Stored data
□ □ □ □

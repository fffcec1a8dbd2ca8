use super::*;

fn success_message(route: &Route, operation: HistoryOperation) -> json::SuccessMessage {
    json::SuccessMessage {
        success: true,
        message: usecases::history_message(SubjectKind::Route, operation, &route.name),
    }
}

#[post("/routes/aprobar", data = "<params>")]
pub fn post_approve_route(
    db: sqlite::Connections,
    auth: Auth,
    params: JsonResult<json::RouteIdParam>,
) -> Result<json::SuccessMessage> {
    let route_id: RouteId = required_id(params?.into_inner().id_ruta)?;
    let account = auth.account()?;
    let route = flows::approve_route(&db, route_id, account.display_name())?;
    Ok(Json(success_message(&route, HistoryOperation::Approve)))
}

#[post("/routes/devolver-espera", data = "<params>")]
pub fn post_return_route(
    db: sqlite::Connections,
    auth: Auth,
    params: JsonResult<json::RouteIdParam>,
) -> Result<json::SuccessMessage> {
    let route_id: RouteId = required_id(params?.into_inner().id_ruta)?;
    let account = auth.account()?;
    let route = flows::return_route_to_construction(&db, route_id, account.display_name())?;
    Ok(Json(success_message(
        &route,
        HistoryOperation::ReturnToConstruction,
    )))
}

#[get("/routes/historico?<id_ruta>&<limit>&<offset>")]
pub fn get_route_history(
    db: sqlite::Connections,
    id_ruta: Option<IdValue>,
    limit: Option<&str>,
    offset: Option<&str>,
) -> Result<json::RouteHistory> {
    let query = HistoryQuery {
        subject_id: id_ruta.map(RouteId::from),
        pagination: pagination(offset, limit)?,
    };
    let page = usecases::query_history(&db.shared()?, &query)?;
    Ok(Json(json::RouteHistory {
        success: true,
        data: page.records.into_iter().map(Into::into).collect(),
        count: page.total_count,
    }))
}

#[post("/routes", format = "application/json", data = "<new_route>")]
pub fn post_route(
    db: sqlite::Connections,
    auth: Auth,
    new_route: JsonResult<json::NewRoute>,
) -> Result<json::Route> {
    let new_route = from_json::new_route(new_route?.into_inner());
    let account = auth.account()?;
    let route = flows::create_route(&db, new_route, account.display_name())?;
    Ok(Json(route.into()))
}

#[get("/routes?<id_campus>")]
pub fn get_routes(db: sqlite::Connections, id_campus: Option<IdValue>) -> Result<Vec<json::Route>> {
    let routes = usecases::list_routes(&db.shared()?, id_campus.map(CampusId::from))?;
    Ok(Json(routes.into_iter().map(Into::into).collect()))
}

#[get("/routes/<id>", rank = 2)]
pub fn get_route(db: sqlite::Connections, id: IdValue) -> Result<json::Route> {
    let route = usecases::get_route(&db.shared()?, id.into())?;
    Ok(Json(route.into()))
}

#[put("/routes/<id>", format = "application/json", data = "<route>")]
pub fn put_route(
    db: sqlite::Connections,
    auth: Auth,
    id: IdValue,
    route: JsonResult<json::NewRoute>,
) -> Result<json::Route> {
    let route = from_json::new_route(route?.into_inner());
    let account = auth.account()?;
    let route = flows::update_route(&db, id.into(), route, account.display_name())?;
    Ok(Json(route.into()))
}

#[delete("/routes/<id>")]
pub fn delete_route(db: sqlite::Connections, auth: Auth, id: IdValue) -> Result<json::Success> {
    let account = auth.account()?;
    flows::delete_route(&db, id.into(), account.display_name())?;
    Ok(Json(json::Success { success: true }))
}
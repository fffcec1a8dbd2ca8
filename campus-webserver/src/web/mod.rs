use std::time::Duration;

use crate::adapters::json;

use rocket::{config::Config as RocketCfg, Rocket, Route};

pub mod api;
mod catalog_cache;
mod guards;
mod sqlite;


pub use catalog_cache::CatalogCache;

pub const DEFAULT_CATALOG_CACHE_TTL: Duration = Duration::from_secs(5 * 60);

#[derive(Debug, Clone)]
pub struct Cfg {
    /// Maximum age of cached place and route types.
    pub catalog_cache_ttl: Duration,
}

impl Default for Cfg {
    fn default() -> Self {
        Self {
            catalog_cache_ttl: DEFAULT_CATALOG_CACHE_TTL,
        }
    }
}

pub type PlaceTypesCache = CatalogCache<Vec<json::PlaceType>>;
pub type RouteTypesCache = CatalogCache<Vec<json::RouteType>>;

pub(crate) struct InstanceOptions {
    mounts: Vec<(&'static str, Vec<Route>)>,
    rocket_cfg: Option<RocketCfg>,
    cfg: Cfg,
}

pub(crate) fn rocket_instance(
    options: InstanceOptions,
    db: sqlite::Connections,
) -> Rocket<rocket::Build> {
    let InstanceOptions {
        mounts,
        rocket_cfg,
        cfg,
    } = options;

    info!("Caching place and route types...");
    let place_types = PlaceTypesCache::new(cfg.catalog_cache_ttl);
    if let Err(err) = place_types.refetch(|| api::load_place_types(&db)) {
        warn!("Failed to cache place types: {err}");
    }
    let route_types = RouteTypesCache::new(cfg.catalog_cache_ttl);
    if let Err(err) = route_types.refetch(|| api::load_route_types(&db)) {
        warn!("Failed to cache route types: {err}");
    }

    info!("Initialization finished");

    let r = match rocket_cfg {
        Some(cfg) => rocket::custom(cfg),
        None => rocket::build(),
    };

    let mut instance = r
        .manage(db)
        .manage(place_types)
        .manage(route_types)
        .register("/", api::catchers());

    for (m, r) in mounts {
        instance = instance.mount(m, r);
    }
    instance
}

fn mounts() -> Vec<(&'static str, Vec<Route>)> {
    vec![("/", api::routes())]
}

pub async fn run(db: sqlite::Connections, enable_cors: bool, cfg: Cfg) {
    let options = InstanceOptions {
        mounts: mounts(),
        rocket_cfg: None,
        cfg,
    };
    let instance = rocket_instance(options, db);
    let server_task = if enable_cors {
        let cors = match rocket_cors::CorsOptions::default().to_cors() {
            Ok(cors) => cors,
            Err(err) => {
                error!("Invalid CORS configuration: {err}");
                return;
            }
        };
        instance.attach(cors).launch()
    } else {
        instance.launch()
    };
    if let Err(err) = server_task.await {
        error!("Unable to run web server: {err}");
    }
}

□ □ □ □

* TRY IT
Look through the records above and report how many lines hold the word "info", giving only the number.

* OUTPUT
2